Stainless Steel Interactive Sculpture
7’x 7′


Wall drawing
40′ x 16′

The installation Topophilia features pieces in dialogue with one another that explore unseen encounters with place. Using landmarks of the city of Baltimore, my intention is to bring new playful perspectives and contexts to unnoticed areas that have been explicitly shaped by technology that people experienced every day.  [tunnel] (2023) is a playful stainless steel sculpture that is a dimensional representation of Baltimore’s (in)famous underwater Harbor Tunnel. Spanning the city’s inner harbor and connecting two sides of Baltimore, this invisible tube shuttles cars silently under the water. The tunnel also lies hidden under what has been a historic and bustling port and important Native American lands. The Harbor Tunnel is a technological marvel, made by engineers to intersect and overcome the natural world. Using the design plans of the tunnel and rendering them in an interactive sculpture makes the portal tangible in order to spur conversations about what humans do to the natural world. Making the human-made into something with a life of its own, with a water-inspired, organic rippling effect and blue lighting, the tangible [tunnel] becomes a shimmering, experiential and musical instrument around which to have embodied-aware conversations. It’s also just fun and mesmerizing to touch, like a giant elegant slinky.

[tunnel] sits with the nearby [hill] which maps a dramatic mound in Baltimore that no longer exists. [hill] is an op-art, large-scale, wall-to-floor drawing of Baltimore’s Federal Hill as it was thought to be shaped in the early 19th Century, when the geography of the site was far more varied and textured. Representing the element of earth, [hill] interprets the forever-changed historical landmark in a dizzying optic situation that extends over the floor and encompasses visitors as they approach it, encouraging people to experience this familiar landmark anew and honor what it used to be.

Accompanying the two pieces that explore elements and place, I’ve created sets of haikus written collaboratively with the AI “Kay” to complement the experience in the exhibition. “Kay”, a sister of my early AI “Grace” is one of the ways I create poems with computer algorithms. Previous work [the mirror book] and [Grace: AI] are precursors to this new work. These poems are meant to slow us down and consider these obscured places, and the land today.

Technicallyl, [tunnel] is constituted by a pair of 7ft panels that support 49 vertical stainless steel rods on each side. The curve of [tunnel] parametrically maps the astounding engineering feat of Baltimore’s Harbor Tunnel by referencing its shape in the design. Open on both ends with two sides of sculpted metal rods, the piece is at once mechanical and organic. Touching the rods brings them into contact with one another and a tinkling sound is produced. 

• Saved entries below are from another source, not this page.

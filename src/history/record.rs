//! History record representing one completed calculation.

use chrono::{DateTime, Local};
use serde::{Deserialize, Serialize};
use std::fmt;

use crate::calculator::{CalculationInput, CalculationResult, ServiceTier};

/// Identifier assigned by a [`HistoryStore`](super::HistoryStore) when a record is created.
#[derive(Clone, Copy, Debug, PartialEq, Eq, PartialOrd, Ord, Hash, Serialize, Deserialize)]
#[serde(transparent)]
pub struct RecordId(pub u64);

impl fmt::Display for RecordId {
    fn fmt(&self, f: &mut fmt::Formatter<'_>) -> fmt::Result {
        write!(f, "{}", self.0)
    }
}

/// A frozen snapshot of one calculation.
///
/// Every field is copied out of the input at creation time and the record is
/// never modified afterwards.
#[derive(Clone, Debug, PartialEq, Eq, Serialize, Deserialize)]
#[serde(rename_all = "camelCase")]
pub struct HistoryRecord {
    pub id: RecordId,
    pub restaurant_name: String,
    pub restaurant_location: String,
    /// The bill exactly as typed.
    pub bill_amount: String,
    /// Label of the tier used, e.g. `Great Service (20%)`.
    #[serde(rename = "serviceLevel")]
    pub service_level_label: String,
    /// Total formatted to two decimals.
    pub total_bill: String,
    /// Capture time.
    #[serde(rename = "date")]
    pub timestamp: DateTime<Local>,
    /// Present only for the custom tier with a non-empty percentage field.
    #[serde(default, skip_serializing_if = "Option::is_none")]
    pub custom_tip_percentage: Option<String>,
}

impl HistoryRecord {
    /// Snapshot an input and its result.
    ///
    /// Returns `None` when the result has no tier, since only calculations
    /// with a selected tier are kept.
    pub fn from_calculation(
        id: RecordId,
        input: &CalculationInput,
        result: &CalculationResult,
        timestamp: DateTime<Local>,
    ) -> Option<Self> {
        let tier = result.tier?;

        let custom_tip_percentage = match tier {
            ServiceTier::Custom(_) if !input.custom_tip_percentage.is_empty() => {
                Some(input.custom_tip_percentage.clone())
            }
            _ => None,
        };

        Some(Self {
            id,
            restaurant_name: input.restaurant_name.clone(),
            restaurant_location: input.restaurant_location.clone(),
            bill_amount: input.bill_amount.clone(),
            service_level_label: tier.label().to_string(),
            total_bill: result.display_total(),
            timestamp,
            custom_tip_percentage,
        })
    }

    /// Field-for-field equality ignoring the identifier.
    pub fn same_contents(&self, other: &HistoryRecord) -> bool {
        self.restaurant_name == other.restaurant_name
            && self.restaurant_location == other.restaurant_location
            && self.bill_amount == other.bill_amount
            && self.service_level_label == other.service_level_label
            && self.total_bill == other.total_bill
            && self.timestamp == other.timestamp
            && self.custom_tip_percentage == other.custom_tip_percentage
    }

    /// Lines shown for this record on the history screen.
    ///
    /// `date_format` is a chrono strftime pattern.
    pub fn display_lines(&self, currency_symbol: &str, date_format: &str) -> Vec<String> {
        let mut lines = vec![
            format!("Restaurant Name: {}", self.restaurant_name),
            format!("Location: {}", self.restaurant_location),
            format!("Bill Amount: {}", self.bill_amount),
            format!("Total Bill: {}{}", currency_symbol, self.total_bill),
            format!("Service Level: {}", self.service_level_label),
        ];

        if let Some(custom) = self.custom_tip_percentage.as_deref()
            && !custom.is_empty()
        {
            lines.push(format!("Custom Tip Percentage: {}%", custom));
        }

        lines.push(format!("Date: {}", self.timestamp.format(date_format)));
        lines
    }
}
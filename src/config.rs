//! User configuration for the terminal front end.
//!
//! Read from `<config dir>/eztip/config.toml` when present. Every key is
//! optional; the calculator itself takes no configuration.

use serde::{Deserialize, Serialize};
use std::path::{Path, PathBuf};

use crate::error::{Error, Result};

pub const DEFAULT_CURRENCY_SYMBOL: &str = "$";
pub const DEFAULT_DATE_FORMAT: &str = "%-m/%-d/%y, %-I:%M %p";

#[derive(Clone, Debug, PartialEq, Eq, Serialize, Deserialize)]
#[serde(default)]
pub struct Config {
    /// Prefix for displayed totals.
    pub currency_symbol: String,
    /// chrono strftime pattern for history dates.
    pub date_format: String,
    /// Pretty-print `history --json` output.
    pub history_json_pretty: bool,
}

impl Default for Config {
    fn default() -> Self {
        Self {
            currency_symbol: DEFAULT_CURRENCY_SYMBOL.to_string(),
            date_format: DEFAULT_DATE_FORMAT.to_string(),
            history_json_pretty: true,
        }
    }
}

impl Config {
    /// Default config file location, if the platform has a config directory.
    pub fn default_path() -> Option<PathBuf> {
        dirs::config_dir().map(|d| d.join("eztip").join("config.toml"))
    }

    /// Load from an explicit path, or from the default location.
    ///
    /// An explicit path must exist. A missing default file yields defaults.
    pub fn load(explicit: Option<&Path>) -> Result<Self> {
        if let Some(path) = explicit {
            return Self::load_from_path(path);
        }

        match Self::default_path() {
            Some(path) if path.exists() => Self::load_from_path(&path),
            Some(path) => {
                tracing::debug!(path = %path.display(), "no config file, using defaults");
                Ok(Self::default())
            }
            None => {
                tracing::warn!("no config directory available, using defaults");
                Ok(Self::default())
            }
        }
    }

    pub fn load_from_path(path: &Path) -> Result<Self> {
        let content = std::fs::read_to_string(path).map_err(|source| Error::ConfigRead {
            path: path.to_path_buf(),
            source,
        })?;
        let config = Self::from_toml(&content).map_err(|source| Error::ConfigParse {
            path: path.to_path_buf(),
            source,
        })?;
        tracing::info!(path = %path.display(), "loaded config");
        Ok(config)
    }

    pub fn from_toml(content: &str) -> std::result::Result<Self, toml::de::Error> {
        toml::from_str(content)
    }
}
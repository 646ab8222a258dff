//! Line-editor front end around a [`Session`].

use rustyline::DefaultEditor;
use rustyline::error::ReadlineError;

use crate::config::Config;
use crate::error::Result;
use crate::ui::session::{Flow, Session};

const PROMPT: &str = "eztip> ";

/// Run the prompt loop until `quit`, Ctrl-C or Ctrl-D.
///
/// History lives only as long as this call.
pub fn run(config: Config) -> Result<()> {
    let mut editor = DefaultEditor::new()?;
    let mut session = Session::new(config);

    println!("EZTip");
    println!("Type 'help' for commands, 'quit' to exit.");

    loop {
        let line = match editor.readline(PROMPT) {
            Ok(line) => line,
            Err(ReadlineError::Interrupted | ReadlineError::Eof) => break,
            Err(err) => return Err(err.into()),
        };

        let trimmed = line.trim();
        if trimmed.is_empty() {
            continue;
        }
        let _ = editor.add_history_entry(trimmed);

        match session.handle_line(trimmed) {
            Ok(Flow::Continue(output)) => println!("{}", output.trim_end()),
            Ok(Flow::Quit) => break,
            // Clipboard and export failures are shown but do not end the session.
            Err(err) => {
                tracing::warn!(error = %err, "command failed");
                eprintln!("error: {}", err);
            }
        }
    }

    tracing::debug!(records = session.history().len(), "session ended, history discarded");
    Ok(())
}
//! Tip calculator.
//!
//! This module provides functionality to:
//! - Coerce free-text amounts and percentages into decimals
//! - Resolve the selected service tier into an effective tip rate
//! - Compute and format the total bill
//! - Copy a total to the clipboard

mod clipboard;
mod evaluation;
mod input;
mod parsing;
mod tier;

pub use clipboard::copy_to_clipboard;
pub use evaluation::{CalculationResult, calculate, calculate_with_tier, format_amount};
pub use input::CalculationInput;
pub use parsing::{coerce_decimal, parse_decimal};
pub use tier::{ServiceTier, ServiceTierKind, UnknownTier};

Viewers are invited to walk through the tunnel surrounded by rippling sounds which audibly represent “all the waves of water tamed by the tunnel. The form reflects the long, engineered curve of the structure, stretching 1.4 miles across and under the Patapsco River.”

“Steel and water, soil and sky: The landscape of Baltimore takes different forms in Mary Flanagan’s contemplative funhouse, “Topophilia”— a word meaning the love of place… “   …Baltimore Museum of Art….

This work was commissioned by the Baltimore Museum of Art, Joseph Education Center.


Topophilia,” exhibition at the Joseph Education Center, Baltimore Museum of Art, 3 December 2023 – 2026.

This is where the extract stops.